Die Aktion fand als empfohlener Exkursionsprogrammpunkt des internationalen Kongresses zum Thema »lebenswerte Stadt« (IMCL-international making cities livable), der in jener Woche im Wiener Rathaus stattfand, sogar seinen Platz. Ob tatsächlich KongressteilnehmerInnen aufgetaucht waren, konnte allerdings nicht nachgewiesen werden. Die insgesamt hundert Quadratmeter Rollrasen wurden zur Gänze gesponsert und - wie wir nachträglich erfahren durften - wiederverwendet.

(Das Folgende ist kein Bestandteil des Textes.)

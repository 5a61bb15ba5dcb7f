use notasbackend::api_json::*;

#[test]
fn test_parse_registro_materia() {
    let json_data = r#"
    {
        "uuid_estudiante": "a835d4d7-320b-43dc-92e3-05e95d56aa62",
        "nombre_materia": "politica",
        "parc_porc": 30,
        "asig_porc": 20,
        "portafolio_porc": 15,
        "semestral_porc": 35,
        "cant_parciales": 2,
        "cant_asignaciones": 5
    }
    "#;

    let materia: RegistroMateria = serde_json::from_str(json_data).expect("Debe parsear la materia");
    assert_eq!(materia.nombre_materia, "politica");
    assert_eq!(materia.parc_porc, 30.0);
    assert_eq!(materia.cant_asignaciones, 5);
    assert!(materia.validar().is_ok());
}

#[test]
fn test_parse_registro_nota_como_lo_envia_el_cliente() {
    // el formulario del cliente manda tipo_nota en minúsculas
    let json_data = r#"
    {
        "uuid_estudiante": "a835d4d7-320b-43dc-92e3-05e95d56aa62",
        "nombre_materia": "POLITICA",
        "nota": 87,
        "tipo_nota": "asignacion"
    }
    "#;

    let nota: RegistroNota = serde_json::from_str(json_data).expect("Debe parsear la nota");
    assert_eq!(nota.nota, 87.0);
    assert_eq!(nota.tipo_nota, "asignacion");
}

#[test]
fn test_parse_registro_estudiante_sin_genero() {
    let json_data = r#"
    {
        "nombre": "Juan",
        "apellido": "Pérez",
        "correo": "juan.perez@example.com"
    }
    "#;

    let r: RegistroEstudiante = serde_json::from_str(json_data).expect("Debe parsear el registro");
    assert!(r.genero.is_none());
    assert!(r.password.is_none());
    assert!(validar_datos_estudiante(&r.nombre, &r.apellido, &r.correo).is_ok());
}

#[test]
fn test_materia_con_porcentajes_negativos() {
    let json_data = r#"
    {
        "uuid_estudiante": "e1",
        "nombre_materia": "Fisica",
        "parc_porc": -10,
        "asig_porc": 60,
        "portafolio_porc": 30,
        "semestral_porc": 20,
        "cant_parciales": 1,
        "cant_asignaciones": 1
    }
    "#;
    let materia: RegistroMateria = serde_json::from_str(json_data).unwrap();
    assert!(materia.validar().is_err());
}

#[test]
fn test_materia_sin_nombre() {
    let materia = RegistroMateria {
        uuid_estudiante: "e1".to_string(),
        nombre_materia: "   ".to_string(),
        parc_porc: 25.0,
        asig_porc: 25.0,
        portafolio_porc: 25.0,
        semestral_porc: 25.0,
        cant_parciales: 1,
        cant_asignaciones: 1,
    };
    assert!(materia.validar().is_err());
}
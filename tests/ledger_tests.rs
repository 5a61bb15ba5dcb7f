use notasbackend::ledger::{aplicar_nota, aplicar_nota_etiquetada, normalizar_materia, normalizar_tipo};
use notasbackend::models::{MateriaEstudiante, NotaSubmission, TipoNota};
use notasbackend::NotasError;

fn materia(cant_parciales: u32, notas_parciales: Vec<f64>) -> MateriaEstudiante {
    MateriaEstudiante {
        uuid_estudiante: "e1".to_string(),
        nombre_materia: "HISTORIA".to_string(),
        parc_porc: 40.0,
        asig_porc: 30.0,
        portafolio_porc: 20.0,
        semestral_porc: 10.0,
        cant_parciales,
        cant_asignaciones: 2,
        notas_parciales,
        notas_asignaciones: Vec::new(),
        nota_portafolio: None,
        nota_semestral: None,
        nota_final: None,
    }
}

#[test]
fn test_ejemplo_dos_parciales() {
    let mut r = materia(2, vec![80.0]);

    aplicar_nota(&mut r, NotaSubmission { tipo: TipoNota::Parcial, nota: 90.0 }).unwrap();
    assert_eq!(r.notas_parciales, vec![80.0, 90.0]);

    let err = aplicar_nota(&mut r, NotaSubmission { tipo: TipoNota::Parcial, nota: 70.0 }).unwrap_err();
    assert!(matches!(err, NotasError::CapacityExceeded { .. }));
    assert_eq!(r.notas_parciales, vec![80.0, 90.0]);
}

#[test]
fn test_cada_agregado_suma_exactamente_uno() {
    let mut r = materia(5, Vec::new());
    let notas = [55.0, 61.5, 70.0, 99.0, 100.0];
    for (i, n) in notas.iter().enumerate() {
        let antes = r.notas_parciales.clone();
        aplicar_nota_etiquetada(&mut r, "parcial", *n).unwrap();
        assert_eq!(r.notas_parciales.len(), i + 1);
        assert_eq!(&r.notas_parciales[..i], &antes[..]);
    }
    assert_eq!(r.notas_parciales, notas.to_vec());
}

#[test]
fn test_tipos_invalidos_no_mutan() {
    let mut r = materia(2, vec![80.0]);
    let original = r.clone();
    for tipo in ["examen", "parciales", "", "asistencia"] {
        let err = aplicar_nota_etiquetada(&mut r, tipo, 50.0).unwrap_err();
        assert!(matches!(err, NotasError::InvalidKind(_)), "tipo {:?}", tipo);
    }
    assert_eq!(r, original);
}

#[test]
fn test_normalizacion_es_idempotente() {
    let materias = ["calculo", "  Cálculo  II ", "ÉTICA profesional", "x"];
    for m in materias {
        let n = normalizar_materia(m);
        assert_eq!(normalizar_materia(&n), n);
    }
    let tipos = ["parcial", "Asignación", " semestral ", "PORTAFOLIO", "fInAl", "otro"];
    for t in tipos {
        let n = normalizar_tipo(t);
        assert_eq!(normalizar_tipo(&n), n);
    }
}
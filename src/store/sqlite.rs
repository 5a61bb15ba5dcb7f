//! Almacén SQLite: una tabla física por tabla lógica, con cada fila guardada
//! como documento JSON (`id INTEGER PRIMARY KEY, data TEXT`).
//!
//! Los filtros se evalúan sobre la fila ya decodificada. Sirve para desarrollo
//! local y para las pruebas; en producción se usa `postgrest`.

use rusqlite::{params, Connection};
use std::fs;
use std::path::Path;
use std::sync::{Mutex, MutexGuard};

use super::{coincide, filtros_de_conflicto, mezclar, sanitize_name, Filtro, Row};
use crate::error::{NotasError, Result};

pub struct SqliteStore {
    conn: Mutex<Connection>,
}

impl SqliteStore {
    /// Abre (o crea) la base en `path`. `":memory:"` abre una base en memoria.
    pub fn open(path: &str) -> Result<Self> {
        let conn = if path == ":memory:" {
            Connection::open_in_memory()?
        } else {
            if let Some(dir) = Path::new(path).parent() {
                if !dir.as_os_str().is_empty() && !dir.exists() {
                    fs::create_dir_all(dir)
                        .map_err(|e| NotasError::Store(format!("no se pudo crear {}: {}", dir.display(), e)))?;
                }
            }
            Connection::open(path)?
        };
        Ok(SqliteStore { conn: Mutex::new(conn) })
    }

    pub fn open_in_memory() -> Result<Self> {
        Self::open(":memory:")
    }

    fn lock(&self) -> Result<MutexGuard<'_, Connection>> {
        self.conn
            .lock()
            .map_err(|_| NotasError::Store("conexión sqlite envenenada".to_string()))
    }

    pub fn insert(&self, tabla: &str, fila: Row) -> Result<Vec<Row>> {
        if !fila.is_object() {
            return Err(NotasError::Store("sólo se pueden insertar objetos JSON".to_string()));
        }
        let conn = self.lock()?;
        let tabla = ensure_table(&conn, tabla)?;
        insertar(&conn, &tabla, &fila)?;
        Ok(vec![fila])
    }

    pub fn upsert(&self, tabla: &str, fila: Row, on_conflict: &[&str]) -> Result<Vec<Row>> {
        let filtros = filtros_de_conflicto(&fila, on_conflict)?;
        let mut conn = self.lock()?;
        let tabla = ensure_table(&conn, tabla)?;
        let tx = conn.transaction()?;
        let existentes: Vec<(i64, Row)> = leer_filas(&tx, &tabla)?
            .into_iter()
            .filter(|(_, f)| coincide(f, &filtros))
            .collect();

        let out = if existentes.is_empty() {
            insertar(&tx, &tabla, &fila)?;
            vec![fila]
        } else {
            actualizar(&tx, &tabla, existentes, &fila)?
        };
        tx.commit()?;
        Ok(out)
    }

    pub fn select(&self, tabla: &str, filtros: &[Filtro<'_>]) -> Result<Vec<Row>> {
        let conn = self.lock()?;
        let tabla = ensure_table(&conn, tabla)?;
        Ok(leer_filas(&conn, &tabla)?
            .into_iter()
            .map(|(_, f)| f)
            .filter(|f| coincide(f, filtros))
            .collect())
    }

    pub fn update(&self, tabla: &str, cambios: Row, filtros: &[Filtro<'_>]) -> Result<Vec<Row>> {
        let mut conn = self.lock()?;
        let tabla = ensure_table(&conn, tabla)?;
        let tx = conn.transaction()?;
        let afectadas: Vec<(i64, Row)> = leer_filas(&tx, &tabla)?
            .into_iter()
            .filter(|(_, f)| coincide(f, filtros))
            .collect();
        let out = actualizar(&tx, &tabla, afectadas, &cambios)?;
        tx.commit()?;
        Ok(out)
    }
}

fn ensure_table(conn: &Connection, tabla: &str) -> Result<String> {
    let nombre = sanitize_name(tabla);
    let sql = format!(
        "CREATE TABLE IF NOT EXISTS {} (id INTEGER PRIMARY KEY AUTOINCREMENT, data TEXT NOT NULL)",
        nombre
    );
    conn.execute(&sql, [])?;
    Ok(nombre)
}

fn leer_filas(conn: &Connection, tabla: &str) -> Result<Vec<(i64, Row)>> {
    let mut stmt = conn.prepare(&format!("SELECT id, data FROM {} ORDER BY id", tabla))?;
    let rows = stmt.query_map([], |row| Ok((row.get::<_, i64>(0)?, row.get::<_, String>(1)?)))?;
    let mut out = Vec::new();
    for r in rows {
        let (id, data) = r?;
        out.push((id, serde_json::from_str::<Row>(&data)?));
    }
    Ok(out)
}

fn insertar(conn: &Connection, tabla: &str, fila: &Row) -> Result<()> {
    let data = serde_json::to_string(fila)?;
    conn.execute(&format!("INSERT INTO {} (data) VALUES (?1)", tabla), params![data])?;
    Ok(())
}

fn actualizar(conn: &Connection, tabla: &str, filas: Vec<(i64, Row)>, cambios: &Row) -> Result<Vec<Row>> {
    let mut out = Vec::with_capacity(filas.len());
    for (id, mut fila) in filas {
        mezclar(&mut fila, cambios)?;
        let data = serde_json::to_string(&fila)?;
        conn.execute(&format!("UPDATE {} SET data = ?1 WHERE id = ?2", tabla), params![data, id])?;
        out.push(fila);
    }
    Ok(out)
}
// Estructuras de datos principales

use serde::{Deserialize, Deserializer, Serialize};
use std::fmt;

/// Nombre de las tablas en el almacén.
pub const TABLA_ESTUDIANTE: &str = "estudiante";
pub const TABLA_MATERIA_ESTUDIANTE: &str = "materia_estudiante";

#[derive(Debug, Clone, PartialEq, Serialize, Deserialize)]
pub struct Estudiante {
    pub id: String,
    pub nombre: String,
    pub apellido: String,
    pub correo: String,
    #[serde(default)]
    pub genero: Option<String>,
}

/// Registro de una materia inscrita por un estudiante ("materia por estudiante").
///
/// La clave es (`uuid_estudiante`, `nombre_materia`); `nombre_materia` se guarda
/// siempre en mayúsculas. Un registro recién creado no trae notas: según el
/// almacén las secuencias llegan ausentes o como `null`, y ambos casos se leen
/// como secuencia vacía.
#[derive(Debug, Clone, PartialEq, Serialize, Deserialize)]
pub struct MateriaEstudiante {
    pub uuid_estudiante: String,
    pub nombre_materia: String,
    pub parc_porc: f64,
    pub asig_porc: f64,
    pub portafolio_porc: f64,
    pub semestral_porc: f64,
    pub cant_parciales: u32,
    pub cant_asignaciones: u32,
    #[serde(default, deserialize_with = "secuencia_o_nula")]
    pub notas_parciales: Vec<f64>,
    #[serde(default, deserialize_with = "secuencia_o_nula")]
    pub notas_asignaciones: Vec<f64>,
    #[serde(default)]
    pub nota_portafolio: Option<f64>,
    #[serde(default)]
    pub nota_semestral: Option<f64>,
    #[serde(default)]
    pub nota_final: Option<f64>,
}

fn secuencia_o_nula<'de, D>(d: D) -> Result<Vec<f64>, D::Error>
where
    D: Deserializer<'de>,
{
    Ok(Option::<Vec<f64>>::deserialize(d)?.unwrap_or_default())
}

/// Tipos de nota reconocidos.
#[derive(Debug, Clone, Copy, PartialEq, Eq, Hash, Serialize, Deserialize)]
#[serde(rename_all = "UPPERCASE")]
pub enum TipoNota {
    Parcial,
    Asignacion,
    Semestral,
    Portafolio,
    Final,
}

impl TipoNota {
    pub const TODOS: [TipoNota; 5] = [
        TipoNota::Parcial,
        TipoNota::Asignacion,
        TipoNota::Semestral,
        TipoNota::Portafolio,
        TipoNota::Final,
    ];

    pub fn as_str(&self) -> &'static str {
        match self {
            TipoNota::Parcial => "PARCIAL",
            TipoNota::Asignacion => "ASIGNACION",
            TipoNota::Semestral => "SEMESTRAL",
            TipoNota::Portafolio => "PORTAFOLIO",
            TipoNota::Final => "FINAL",
        }
    }

    /// Los tipos que se acumulan en una secuencia acotada.
    pub fn es_acumulable(&self) -> bool {
        matches!(self, TipoNota::Parcial | TipoNota::Asignacion)
    }
}

impl fmt::Display for TipoNota {
    fn fmt(&self, f: &mut fmt::Formatter<'_>) -> fmt::Result {
        f.write_str(self.as_str())
    }
}

/// Una nota ya clasificada, lista para aplicarse a un registro.
#[derive(Debug, Clone, Copy, PartialEq)]
pub struct NotaSubmission {
    pub tipo: TipoNota,
    pub nota: f64,
}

Dass sich der ORF der Aktion auch annahm und der gesamte Platz als Kulisse für die regionale Wettervorhersage der Sendung »Wien Heute« herhalten musste bzw. durfte, war weder inszeniert noch vorhersehbar gewesen. »Radio Wien« schickte auch ganz unverhofft einen Reporter vorbei. Auch wenn der Karlsplatz ein belebter und erlebbarer Platz war und ist, so darf ich behaupten, dass die Rollrasenaktion eine beispielhaft breite Akzeptanz bei der Bevölkerung fand. Offensichtlich war ein schmackhaftes Thema aufgegriffen worden. Ein städtischer Freiraum wurde in einer bisher einmaligen Weise zu beleben geschafft, sodass sich viele dadurch angesprochen fühlten. Eigentlich war es nur ein Versuch, städtische, befestigte Freiflächen neu zu inszenieren und vielen den Zugang bzw. die Nutzbarmachung zu ermöglichen. Nicht der Beton sollte der Wiese bzw. dem Rasen weichen, sondern ein ergänzendes, flexibles Nebeneinander sollte entstehen. Wie eine Parkbank sollte der Rasen besetzt, belegt, bespielt werden können. Es sollte kein Nachahmen oder Symbolisieren der Natur stattfinden, sondern vielmehr ein Fördern der Natur des Menschen, sich wieder einmal Zeit zu nehmen und sich womöglich noch zu erholen. Dieses »Sich Zeit Nehmen« sollte nicht wie üblich nach Hause, in den Urlaub oder an sonstige spezielle Plätze gebunden sein, sondern eigentlich überall in der Stadt ermöglicht werden. Großes Anliegen ist es uns, diese Idee urheberrechtlich nicht zu schützen, da wir auf rege Nachahmung hoffen. Bisherigen Informationen zufolge ist die Aktion bereits für nächstes Jahr schon in Zürich geplant.